One current example: Boris Johnson crossing his heart and swearing to die in support of his assertion that Dave will soon be offering ‘broadly an in/out referendum on the new terms.’ Since Johnson isn’t a stupid man, it must have taken a lot of courage for him to utter this obviously meaningless drivel.

What does ‘broadly’ mean? Or ‘the new terms’? Why such qualifiers? An in/out referendum can only be straightforward, with the people asked the simplest of questions: Do you wish to get out of the EU or not? An honest question requiring an honest yes or no answer, and Bob Schuman’s your uncle.

‘Broadly’ and ‘on the new terms’ only come in when the government wishes to con the people, not ask what they think. Exactly how the con job might work was hinted at by the former minister Dr Liam Fox, widely regarded as a ‘eurosceptic’.

Dr Fox insists that his party must offer a ‘settled position that is clear, concise and consistent’. Now what exactly might that position be?

‘If the choice is between a looser, more economic relationship and leaving, then I would choose to stay,’ explains Dr Fox. ‘I, for one, hope to see “back to a common market” as the Conservative slogan on Europe at the next general election.’

The Common Market was a ruse, Dr Fox, and every ‘eurosceptic’ ought to be aware of this. It was conceived and put into effect by the likes of Robert Schuman and Jean Monnet as a step on the ladder leading up to a single European state.

The previous step was called The European Coal and Steel Community, and its founders made no bones about its true purpose. Thus, for example, Schuman:

‘This proposal represents the first concrete step towards a European federation, imperative for the preservation of peace.’

One may argue that pooling the production of essential commodities was a good idea, and the subsequent creation of a free trading zone even a better one (this, assuming that the Common Market was indeed such a zone, rather than essentially a protectionist bloc). But such an argument is irrelevant in view of what these steps really were: tricking Europeans into accepting a gradual back-door entry of a single Leviathan dominated by Germany, with France as her stooge.

Is this what Dr Fox wishes to go back to? If so, he lacks the most basic knowledge of the process about which he’s allegedly sceptical. And his grasp of economics is hardly more secure.

There is no need to ‘stay’ in the EU to have ‘a looser, more economic relationship’. That’s not what the EU is for, as its own founders explained to us all those years ago. Dare one say it, a nation can trade with other nations without belonging to even a quasi-state union with them. Britain did reasonably well in that department before the EU and would do just as well should she leave it.

That continental Europe would stop doing business with us should we leave is a lie, and not a particularly clever one. Our politicians like to put on all-knowing faces and declare that the EU accounts for 40 percent of our trade. Full stop. They don’t feel they have to complete the thought by saying that, should we leave the EU, that trade would discontinue. Supposedly this goes without saying.

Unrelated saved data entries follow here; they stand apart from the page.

use std::path::PathBuf;
use thiserror::Error;

const APP_DIR_NAME: &str = "nvkit";
const SETTINGS_FILE_NAME: &str = "settings.json";
const LOG_FILE_NAME: &str = "debug.log";

#[derive(Debug, Clone, Copy, PartialEq, Eq, Error)]
pub enum AppPathsError {
    #[error("no per-user config directory on this platform")]
    ConfigDirUnavailable,
    #[error("no per-user data directory on this platform")]
    DataDirUnavailable,
}

/// Where the settings file and the log live. Linux puts these under the XDG
/// config and data directories, macOS maps both to
/// `~/Library/Application Support`, Windows to the roaming profile.
pub struct AppPaths {
    pub config_dir: PathBuf,
    pub data_dir: PathBuf,
}

fn app_dir(base: Option<PathBuf>, missing: AppPathsError) -> Result<PathBuf, AppPathsError> {
    base.map(|dir| dir.join(APP_DIR_NAME)).ok_or(missing)
}

impl AppPaths {
    /// Resolves the per-user application directories.
    ///
    /// # Errors
    /// Returns an error when the platform reports no config or data
    /// directory for the current user.
    pub fn new() -> Result<Self, AppPathsError> {
        Ok(Self {
            config_dir: app_dir(dirs::config_dir(), AppPathsError::ConfigDirUnavailable)?,
            data_dir: app_dir(dirs::data_dir(), AppPathsError::DataDirUnavailable)?,
        })
    }

    #[must_use]
    pub fn settings_file(&self) -> PathBuf {
        self.config_dir.join(SETTINGS_FILE_NAME)
    }

    #[must_use]
    pub fn log_file(&self) -> PathBuf {
        self.data_dir.join(LOG_FILE_NAME)
    }

    /// Creates the directories if they are missing.
    ///
    /// # Errors
    /// Returns an error if a directory cannot be created.
    pub fn ensure_dirs(&self) -> std::io::Result<()> {
        for dir in [&self.config_dir, &self.data_dir] {
            std::fs::create_dir_all(dir)?;
        }
        Ok(())
    }
}
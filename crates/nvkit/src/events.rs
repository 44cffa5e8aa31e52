use crossbeam_channel::{Receiver, Sender, unbounded};

use nvkit_backend::VersionIdentifier;

/// Emitted after dispatcher operations that change what the presentation
/// layer should display. Hosts re-render their version trees on receipt.
#[derive(Debug, Clone, PartialEq, Eq)]
pub enum RefreshEvent {
    /// The cached lists were re-fetched.
    Refreshed,
    Installed(VersionIdentifier),
    SwitchedTo(VersionIdentifier),
    Removed(VersionIdentifier),
}

/// Fan-out of refresh events to any number of subscribers. Subscribers that
/// dropped their receiver are pruned on the next emit.
#[derive(Debug, Default)]
pub(crate) struct RefreshHub {
    subscribers: Vec<Sender<RefreshEvent>>,
}

impl RefreshHub {
    pub(crate) fn subscribe(&mut self) -> Receiver<RefreshEvent> {
        let (tx, rx) = unbounded();
        self.subscribers.push(tx);
        rx
    }

    pub(crate) fn emit(&mut self, event: &RefreshEvent) {
        self.subscribers
            .retain(|subscriber| subscriber.send(event.clone()).is_ok());
    }
}

#[cfg(test)]
mod tests {
    use super::*;

    #[test]
    fn subscribers_receive_emitted_events() {
        let mut hub = RefreshHub::default();
        let first = hub.subscribe();
        let second = hub.subscribe();

        hub.emit(&RefreshEvent::Refreshed);

        assert_eq!(first.try_recv(), Ok(RefreshEvent::Refreshed));
        assert_eq!(second.try_recv(), Ok(RefreshEvent::Refreshed));
    }

    #[test]
    fn events_carry_the_version() {
        let mut hub = RefreshHub::default();
        let rx = hub.subscribe();

        hub.emit(&RefreshEvent::Installed(VersionIdentifier::new("v20.11.0")));

        assert_eq!(
            rx.try_recv(),
            Ok(RefreshEvent::Installed(VersionIdentifier::new("v20.11.0")))
        );
    }

    #[test]
    fn dropped_subscribers_are_pruned() {
        let mut hub = RefreshHub::default();
        let keep = hub.subscribe();
        drop(hub.subscribe());

        hub.emit(&RefreshEvent::Refreshed);
        hub.emit(&RefreshEvent::Refreshed);

        assert_eq!(hub.subscribers.len(), 1);
        assert_eq!(keep.try_recv(), Ok(RefreshEvent::Refreshed));
    }
}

Hats off to them: it does take much bold-faced courage to utter or even imply such idiocy. The UK is the second biggest export market for the EU. Do our courageous politicians really think that the present economic situation would encourage the Germans to stop selling their BMWs to us, or the French their clarets?

Really, John Major ought to re-enter active politics – we’re lost without his courageous presence. And Dr Fox may yet find himself back on the Tory front bench if he isn’t careful.